Mucus aids movement: slugs

The mucus produced by terrestrial slugs aids movement due to its viscoelastic nature.
 
  "A terrestrial slug doesn't so much crawl as slide across its world on its belly (technically its foot) leaving behind a trail of slime--its pedal mucus, consisting of water with some polysaccharide and protein. It's neither a cheap nor a rapid way to go, a slug being the very paradigm of sluggishness. It is (or, strictly, was) a mysterious business. Slugs use neither cilia (as push the mucus lining our respiratory passages) nor peristaltic motion (as do, for instance, earthworms). How they propel themselves turns out to depend on that mucus, in particular on viscoelastic behavior more complex than anything we've seen so far.

The key can be seen if, with just the right lighting, one watches from beneath while a slug walks across a glass surface. Some kind of waves pass lengthwise; they're about a millimeter or so in wavelength and travel at a couple of millimeters per second (fig. 17.7). It certainly looks as if the slug gets around by pushing back on its mucus, and that's indeed what it does. But consider--that will work for one 'step' only. Any operating system that pushes needs to recover if it's to push again…At strains above 5 or 6 (higher values at higher strain rates), the mucus abruptly yields, transforming in a flash into a gooey liquid with a viscosity of 3-5 pascal-seconds--three thousand to five thousand times the viscosity of pure water. Stress falls abruptly, dropping by half, and the stress-strain curve goes flat and horizontal--stress now depends only on strain rate, as befits a fluid. Thus, the mucus can be pushed upon, propelling the slug forward, but when nudged just beyond that yield stress it turns to liquid. Then a bit of slug can slide forward across it and be ready to push backward again. Meanwhile, and critically, the mucus has to recover, to 'heal' back into a viscoelastic solid, which it obligingly does forthwith. In life, a 'step' is about a millimeter in length and the mucus layer is about 10 micrometers thick, so the strain gets up to around 100 during the recovery phase of each pedal wave.
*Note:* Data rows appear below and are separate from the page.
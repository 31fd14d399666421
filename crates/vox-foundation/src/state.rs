use parking_lot::RwLock;
use std::sync::Arc;

use crate::error::VoxError;

/// Coarse-grained lifecycle state for a pipeline session, used by health
/// reporting and shutdown coordination.
#[derive(Debug, Clone, PartialEq, Eq)]
pub enum SessionState {
    Initializing,
    Running,
    Draining,
    Cancelled,
    Stopped,
}

pub struct SessionStateMachine {
    state: Arc<RwLock<SessionState>>,
}

impl Default for SessionStateMachine {
    fn default() -> Self {
        Self::new()
    }
}

impl SessionStateMachine {
    pub fn new() -> Self {
        Self {
            state: Arc::new(RwLock::new(SessionState::Initializing)),
        }
    }

    pub fn transition(&self, new_state: SessionState) -> Result<(), VoxError> {
        let mut current = self.state.write();
        let valid = matches!(
            (&*current, &new_state),
            (SessionState::Initializing, SessionState::Running)
                | (SessionState::Running, SessionState::Draining)
                | (SessionState::Running, SessionState::Cancelled)
                | (SessionState::Draining, SessionState::Stopped)
                | (SessionState::Draining, SessionState::Cancelled)
                | (SessionState::Cancelled, SessionState::Stopped)
        );

        if !valid {
            return Err(VoxError::Fatal(format!(
                "invalid session state transition: {:?} -> {:?}",
                *current, new_state
            )));
        }

        tracing::debug!(from = ?*current, to = ?new_state, "session state transition");
        *current = new_state;
        Ok(())
    }

    pub fn current(&self) -> SessionState {
        self.state.read().clone()
    }
}

#[cfg(test)]
mod tests {
    use super::*;

    #[test]
    fn rejects_invalid_transition() {
        let sm = SessionStateMachine::new();
        assert!(sm.transition(SessionState::Stopped).is_err());
        assert!(sm.transition(SessionState::Running).is_ok());
        assert_eq!(sm.current(), SessionState::Running);
    }
}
Beneath a given slug at a given time, all stages of the operation are taking place, with mucus in different states under different points along the animal. All this from Denny and Gosline (1980) and Denny (1984)." (Vogel 2003:362-363)
  Learn more about this functional adaptation. The Biomimicry Institute Source: AskNature

  • Steven Vogel. 2003. Comparative Biomechanics: Life's Physical World. Princeton: Princeton University Press. 580 p.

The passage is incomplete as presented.